» PROBLEM DESCRIPTION
Copy out all the lines of the data that hold the word "HealthcheckSpec".
(EXERCISE INPUTS begins)
use crate::catalog::{CatalogRepository, CatalogSource};
use hostfy_config::GlobalConfig;
use hostfy_container::ContainerRuntime;
use hostfy_core::StateStore;
use std::sync::Arc;
use std::time::Duration;

/// メインコンテナの healthy 待ちの上限
pub const MAIN_HEALTH_TIMEOUT: Duration = Duration::from_secs(120);

/// カタログキャッシュの有効期間
pub const CATALOG_TTL: Duration = Duration::from_secs(60 * 60);

#[derive(Debug, Clone, PartialEq, Eq)]
pub struct EngineSettings {
    /// 管理対象コンテナが接続する共有ネットワーク
    pub network: String,
    pub main_health_timeout: Duration,
    pub catalog_ttl: Duration,
    /// プロキシのダッシュボード（:8080）を公開するか
    pub proxy_dashboard: bool,
}

impl Default for EngineSettings {
    fn default() -> Self {
        Self {
            network: hostfy_config::DEFAULT_NETWORK.to_string(),
            main_health_timeout: MAIN_HEALTH_TIMEOUT,
            catalog_ttl: CATALOG_TTL,
            proxy_dashboard: false,
        }
    }
}

impl EngineSettings {
    pub fn from_config(config: &GlobalConfig) -> Self {
        Self {
            network: config.network.clone(),
            proxy_dashboard: config.traefik.dashboard,
            ..Default::default()
        }
    }
}

/// すべてのワークフローに渡す実行コンテキスト
#[derive(Clone)]
pub struct EngineContext {
    pub store: StateStore,
    pub catalog: CatalogRepository,
    pub runtime: Arc<dyn ContainerRuntime>,
    pub settings: EngineSettings,
}

impl EngineContext {
    pub fn new(
        store: StateStore,
        source: Arc<dyn CatalogSource>,
        runtime: Arc<dyn ContainerRuntime>,
        settings: EngineSettings,
    ) -> Self {
        let catalog = CatalogRepository::new(store.clone(), source, settings.catalog_ttl);
        Self {
            store,
            catalog,
            runtime,
            settings,
        }
    }
}
//! シークレット生成
//!
//! どちらの関数もOSの暗号論的乱数源を使用する。

use rand::rngs::OsRng;
use rand::{Rng, RngCore};

/// 接続文字列を壊さない文字のみで構成（@ # % / ? & を含まない）
const PASSWORD_CHARSET: &[u8] = b"abcdefghijklmnopqrstuvwxyzABCDEFGHIJKLMNOPQRSTUVWXYZ0123456789_-.";

/// URLセーフなランダムパスワードを生成
pub fn generate_password(length: usize) -> String {
    (0..length)
        .map(|_| PASSWORD_CHARSET[OsRng.gen_range(0..PASSWORD_CHARSET.len())] as char)
        .collect()
}

/// `length` 文字の16進シークレットを生成
///
/// 奇数が指定された場合は切り捨てて偶数長になる。
pub fn generate_secret(length: usize) -> String {
    let mut bytes = vec![0u8; length / 2];
    OsRng.fill_bytes(&mut bytes);
    hex::encode(bytes)
}
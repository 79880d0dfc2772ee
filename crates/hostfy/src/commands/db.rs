use crate::utils;
use colored::Colorize;
use hostfy_engine::status::{list_databases, remove_database};
use std::path::Path;

pub async fn handle_list(state_dir: &Path) -> anyhow::Result<()> {
    let ctx = utils::build_context(state_dir).await?;
    let entries = list_databases(&ctx).await?;

    if entries.is_empty() {
        println!("{}", "データベースはありません".dimmed());
        return Ok(());
    }

    println!();
    println!("{}", format!("{:<30} {:<20}", "DATABASE", "APP").bold());
    println!("{}", "─".repeat(50).dimmed());
    for entry in &entries {
        let owner = match &entry.app {
            Some(app) => app.green(),
            None => "orphan".yellow(),
        };
        println!("{:<30} {}", entry.name.cyan(), owner);
    }

    let orphans = entries.iter().filter(|e| e.app.is_none()).count();
    if orphans > 0 {
        println!();
        println!(
            "{}",
            format!(
                "{} 個の孤立したデータベースがあります（hostfy db remove <db> で削除）",
                orphans
            )
            .dimmed()
        );
    }

    Ok(())
}

pub async fn handle_remove(state_dir: &Path, database: String, force: bool) -> anyhow::Result<()> {
    if !force {
        println!(
            "{}",
            format!("データベース '{}' を削除します", database).yellow().bold()
        );
        println!("  {}", "⚠ データは復元できません".red().bold());
        if !utils::confirm("続行しますか？")? {
            println!("{}", "キャンセルしました".yellow());
            return Ok(());
        }
    }

    let ctx = utils::build_context(state_dir).await?;
    remove_database(&ctx, &database).await?;

    println!(
        "{}",
        format!("✓ データベース '{}' を削除しました", database)
            .green()
            .bold()
    );
    Ok(())
}
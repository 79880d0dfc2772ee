use crate::error::Result;
use async_trait::async_trait;
use futures_util::stream::BoxStream;
use std::collections::{BTreeMap, HashMap};
use std::time::Duration;

/// ログ行のストリーム
pub type LogStream = BoxStream<'static, Result<String>>;

/// コンテナランタイムのトレイト
///
/// エンジンはこのトレイトだけに依存する。Docker実装は [`crate::DockerRuntime`]。
#[async_trait]
pub trait ContainerRuntime: Send + Sync {
    /// 共有ネットワークを用意（既に存在すれば何もしない）
    async fn ensure_network(&self, name: &str) -> Result<()>;

    async fn pull_image(&self, image: &str) -> Result<()>;

    /// コンテナを作成し、IDを返す
    async fn create_container(&self, spec: &ContainerSpec) -> Result<String>;

    /// 既に起動している場合も成功とする
    async fn start_container(&self, name: &str) -> Result<()>;

    /// 既に停止している場合も成功とする
    async fn stop_container(&self, name: &str) -> Result<()>;

    async fn restart_container(&self, name: &str) -> Result<()>;

    async fn remove_container(&self, name: &str, force: bool) -> Result<()>;

    /// コンテナの状態。存在しなければ `None`
    async fn inspect_container(&self, name: &str) -> Result<Option<ContainerInfo>>;

    /// `key=value` ラベルを持つコンテナ名（停止中も含む）
    async fn list_by_label(&self, key: &str, value: &str) -> Result<Vec<String>>;

    async fn logs(&self, name: &str, tail: usize, follow: bool) -> Result<LogStream>;

    /// healthy になるまで待機（タイムアウトで [`crate::ContainerError::HealthTimeout`]）
    async fn wait_healthy(&self, name: &str, timeout: Duration) -> Result<()>;

    /// 起動中のコンテナ内でコマンドを実行
    async fn exec(&self, name: &str, cmd: &[String]) -> Result<ExecOutput>;

    /// 指定したボリュームを削除する
    ///
    /// 1つの失敗では止まらず、残りも削除を試みる。存在しないボリュームは無視する。
    async fn remove_volumes(&self, names: &[String]) -> Result<VolumeRemoval>;

    async fn container_exists(&self, name: &str) -> Result<bool> {
        Ok(self.inspect_container(name).await?.is_some())
    }

    async fn container_running(&self, name: &str) -> Result<bool> {
        Ok(self
            .inspect_container(name)
            .await?
            .is_some_and(|info| info.state == ContainerState::Running))
    }
}

/// 作成するコンテナの仕様
#[derive(Debug, Clone, Default, PartialEq)]
pub struct ContainerSpec {
    pub name: String,
    pub image: String,
    pub env: BTreeMap<String, String>,
    /// "volume:/path" または "/host:/path[:ro]"
    pub volumes: Vec<String>,
    pub ports: Vec<PortMapping>,
    pub labels: HashMap<String, String>,
    pub command: Vec<String>,
    pub restart: RestartPolicy,
    pub network: String,
    pub healthcheck: Option<HealthcheckSpec>,
}

impl ContainerSpec {
    pub fn new(name: impl Into<String>, image: impl Into<String>) -> Self {
        Self {
            name: name.into(),
            image: image.into(),
            ..Default::default()
        }
    }

    /// コマンド文字列を空白で分割して設定
    pub fn with_command_line(mut self, command: &str) -> Self {
        self.command = command.split_whitespace().map(String::from).collect();
        self
    }

    pub fn with_env(mut self, env: BTreeMap<String, String>) -> Self {
        self.env = env;
        self
    }

    pub fn with_volumes(mut self, volumes: Vec<String>) -> Self {
        self.volumes = volumes;
        self
    }

    pub fn with_labels(mut self, labels: HashMap<String, String>) -> Self {
        self.labels = labels;
        self
    }

    pub fn with_restart(mut self, restart: RestartPolicy) -> Self {
        self.restart = restart;
        self
    }

    pub fn with_network(mut self, network: impl Into<String>) -> Self {
        self.network = network.into();
        self
    }
}

/// コンテナポート → ホストポート
#[derive(Debug, Clone, Copy, PartialEq, Eq)]
pub struct PortMapping {
    pub container: u16,
    pub host: u16,
}

impl PortMapping {
    pub fn same(port: u16) -> Self {
        Self {
            container: port,
            host: port,
        }
    }

    /// "5432" または "15432:5432"（ホスト:コンテナ）を解析
    pub fn parse(value: &str) -> Option<Self> {
        let value = value.trim().trim_end_matches("/tcp");
        match value.split_once(':') {
            Some((host, container)) => Some(Self {
                container: container.parse().ok()?,
                host: host.parse().ok()?,
            }),
            None => value.parse().ok().map(Self::same),
        }
    }
}

#[derive(Debug, Clone, Copy, Default, PartialEq, Eq)]
pub enum RestartPolicy {
    Always,
    #[default]
    UnlessStopped,
}

impl RestartPolicy {
    /// "always" 以外はすべて unless-stopped
    pub fn parse(value: &str) -> Self {
        if value == "always" {
            RestartPolicy::Always
        } else {
            RestartPolicy::UnlessStopped
        }
    }
}

#[derive(Debug, Clone, PartialEq)]
pub struct HealthcheckSpec {
    pub test: Vec<String>,
    pub interval: Duration,
    pub retries: u32,
}

/// コンテナのステータス
#[derive(Debug, Clone, PartialEq)]
pub struct ContainerInfo {
    pub id: String,
    pub name: String,
    pub image: String,
    pub state: ContainerState,
    pub health: HealthState,
}

/// コンテナの状態
#[derive(Debug, Clone, Copy, PartialEq, Eq)]
pub enum ContainerState {
    Running,
    Stopped,
    Paused,
    Unknown,
}

/// ヘルスチェックの状態
#[derive(Debug, Clone, Copy, PartialEq, Eq)]
pub enum HealthState {
    Healthy,
    Unhealthy,
    Starting,
    /// ヘルスチェック未設定
    NotConfigured,
}

/// ボリューム削除の結果
#[derive(Debug, Clone, Default, PartialEq)]
pub struct VolumeRemoval {
    pub removed: Vec<String>,
    /// (ボリューム名, 理由)
    pub failed: Vec<(String, String)>,
}

/// exec の結果
#[derive(Debug, Clone, Default, PartialEq)]
pub struct ExecOutput {
    pub exit_code: i64,
    /// stdout と stderr を連結したもの
    pub output: String,
}

impl ExecOutput {
    pub fn success(&self) -> bool {
        self.exit_code == 0
    }
}
use crate::utils;
use colored::Colorize;
use hostfy_engine::{UpdateRequest, update};
use std::path::Path;

pub async fn handle(
    state_dir: &Path,
    name: String,
    domain: Option<String>,
    env: Vec<(String, String)>,
) -> anyhow::Result<()> {
    if domain.is_none() && env.is_empty() {
        anyhow::bail!(
            "変更内容を指定してください\n\nヒント:\n  • hostfy update {} --domain <new.domain.com>\n  • hostfy update {} --env KEY=VALUE",
            name,
            name
        );
    }

    println!("{}", format!("'{}' の設定を更新中...", name).blue());
    let ctx = utils::build_context(state_dir).await?;

    let report = update(
        &ctx,
        UpdateRequest {
            name,
            domain,
            env_overrides: utils::collect_env(env),
        },
    )
    .await?;

    if report.is_noop() {
        println!("{}", "ℹ 変更はありません".dimmed());
        return Ok(());
    }

    for change in &report.changes {
        println!("  • {}", change);
    }
    for container in &report.recreated {
        println!("  ✓ 再作成: {}", container.cyan());
    }

    println!();
    println!(
        "{}",
        format!("✓ '{}' を更新しました", report.name).green().bold()
    );
    if let Some(domain) = &report.new_domain {
        utils::print_dns_hint(std::slice::from_ref(domain));
    }

    Ok(())
}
(EXERCISE INPUTS ends)
» ANSWER AREA
    pub healthcheck: Option<HealthcheckSpec>,
pub struct HealthcheckSpec {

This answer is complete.